#### MATERIAL SHOWN:

// ============================================================================
// Transaction Module
// ============================================================================
//
// Runs caller-supplied transaction bodies against pooled sessions:
//
// - handle: `Transaction`, the narrow view of an open remote transaction
// - runner: attempt lifecycle, outcome classification, retry loop
// - retry: backoff schedule between aborted attempts
//
// ============================================================================

pub mod handle;
pub mod retry;
pub mod runner;

pub use handle::Transaction;
pub use retry::{Backoff, RetryPolicy};
pub use runner::TransactionRunner;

#### EXERCISE:
Retype the records above exactly, so that no line differs from its source.

#### SOLUTION TO THIS TASK:
// ============================================================================
// Transaction Module
// ============================================================================
//
// Runs caller-supplied transaction bodies against pooled sessions:
//
// - handle: `Transaction`, the narrow view of an open remote transaction
// - runner: attempt lifecycle, outcome classification, retry loop
// - retry: backoff schedule between aborted attempts
//
// ============================================================================

pub mod handle;
pub mod retry;
pub mod runner;

pub use handle::Transaction;
pub use retry::{Backoff, RetryPolicy};
pub use runner::TransactionRunner;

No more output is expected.